His next interlude addresses the idea I mentioned early in this review: the impact of Tech on what we think, why we think it, and even how we think. He warns that just because it's technologically delivered doesn't mean that an idea isn't biased - deliberately or because the AI has been taught to "think that way." He addresses the fact that we have a world of information in our hands at all times, yet perhaps lack the ability to be discerning in ingesting it, careful about trusting it, and falling for our own natural propensity for confirmation bias.

"Race" is yet another problem many had thought we'd put to rest when a generation grew up working hard to see beyond the color of skin and into the "content of character," yet which remains a problem because, as he quotes one professor, "white people who are avowedly anti-racist may still be racist. It is just that they are racist in ways that they have not yet realized." He contends with the question of whether or not the race question can ever be fully settled to everyone's satisfaction, whether it's a "hardware or software" issue, and whether it's been adopted as a political football to keep tossing around to determine advantage and "right-think." Can someone who has lived as a person of one race even understand how it would feel to be another, and make just evaluation of the situation?
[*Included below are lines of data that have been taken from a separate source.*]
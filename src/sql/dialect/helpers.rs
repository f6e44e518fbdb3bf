//! Shared helper functions for SQL dialect implementations.
//!
//! This module provides reusable building blocks that dialects can compose
//! to implement the `SqlDialect` trait with minimal duplication.

use super::super::token::{Token, TokenStream};

// =============================================================================
// Identifier Quoting
// =============================================================================

/// Quote identifier with double quotes (ANSI style).
/// Used by: Postgres
pub fn quote_double(ident: &str) -> String {
    format!("\"{}\"", ident.replace('"', "\"\""))
}

/// Quote identifier with backticks.
/// Used by: MySQL
pub fn quote_backtick(ident: &str) -> String {
    format!("`{}`", ident.replace('`', "``"))
}

/// Quote identifier with square brackets.
/// Used by: T-SQL (SQL Server, Azure Synapse)
pub fn quote_bracket(ident: &str) -> String {
    format!("[{}]", ident.replace(']', "]]"))
}

// =============================================================================
// String Quoting
// =============================================================================

/// Quote string with single quotes (standard SQL).
pub fn quote_string_single(s: &str) -> String {
    format!("'{}'", s.replace('\'', "''"))
}

/// Quote string with N prefix for Unicode (T-SQL).
pub fn quote_string_unicode(s: &str) -> String {
    format!("N'{}'", s.replace('\'', "''"))
}

// =============================================================================
// Boolean Formatting
// =============================================================================

/// Format boolean as literal true/false.
/// Used by: Postgres
pub fn format_bool_literal(b: bool) -> &'static str {
    if b {
        "true"
    } else {
        "false"
    }
}

/// Format boolean as numeric 1/0.
/// Used by: T-SQL, MySQL
pub fn format_bool_numeric(b: bool) -> &'static str {
    if b {
        "1"
    } else {
        "0"
    }
}

// =============================================================================
// Pagination
// =============================================================================

/// Emit LIMIT ... OFFSET ... (standard SQL).
/// Used by: Postgres, MySQL
pub fn emit_limit_offset_standard(limit: Option<u64>, offset: Option<u64>) -> TokenStream {
    let mut ts = TokenStream::new();

    if let Some(lim) = limit {
        ts.push(Token::Limit)
            .space()
            .push(Token::LitInt(lim as i64));
    }

    if let Some(off) = offset {
        if limit.is_some() {
            ts.space();
        }
        ts.push(Token::Offset)
            .space()
            .push(Token::LitInt(off as i64));
    }

    ts
}

/// Emit OFFSET m ROWS FETCH NEXT n ROWS ONLY (T-SQL).
///
/// OFFSET is mandatory in this syntax, so a missing offset renders as 0.
pub fn emit_limit_offset_tsql(limit: Option<u64>, offset: Option<u64>) -> TokenStream {
    let mut ts = TokenStream::new();

    ts.push(Token::Offset)
        .space()
        .push(Token::LitInt(offset.unwrap_or(0) as i64))
        .space()
        .push(Token::Rows);

    if let Some(lim) = limit {
        ts.space()
            .push(Token::Fetch)
            .space()
            .push(Token::Next)
            .space()
            .push(Token::LitInt(lim as i64))
            .space()
            .push(Token::Rows)
            .space()
            .push(Token::Only);
    }

    ts
}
Murray's next interlude is perhaps his most powerful: Forgiveness. He writes: "...we have allowed ourselves no mechanisms for getting out of the situation technology has landed us in. It appears able to cause catastrophes but not to heal them, to wound but not to remedy." Technology, he said, has allowed for the "pure gold for a network addicted to shaming and schadenfreude. We all know the glee at watching someone fall from grace; the righteous feeling that can come with joining in the punishment of a transgressor." With the unmovable memory of the Internet, and the joint disdain of millions who "see" our errors, any hope for our sins being erased is lost - especially when groveling publicly seems to fail where private confession could once heal. Worse, we cannot really believe what we see with our eyes and hear with our ears, because technology has enabled a lie to live on as a truth.

His final "difficult subject" is "Trans." In spite of what we think, sexual/gender ambiguity isn't something just invented. Murray goes back to Ovid, and the character Tiresias, who could shift between sexes, and reminds us of the many references throughout time and across cultures to those who are neither this nor that gender, but something in between. He then explores the difference between "intersex," a biological variant of XX/XY, and the decision to adjust one's biology to conform to one's sense of oneself. And he raises the issue of how feminism deals with the question of - again - hardware vs. software, and what it means to be "male" and "female." If there is nothing unique about the experience of being female or male, then why the need to change into the "other," and what becomes of the wrongs done in the name of gender?

Murray ends with a thoughtful Conclusion. Nothing is tied up neatly with a bow; he doesn't have a prescription for solving these complex and confounding problems - other than urging compassion. He does offer his own way of approaching, if not fixing, issues that are big and made bigger by the constant angry discussion-for-discussion's-sake surrounding each of them. Perhaps the wisest insight he offers is under the heading "Recognize Where We May Be Going." Looking ahead is always wise counsel before setting out on any journey.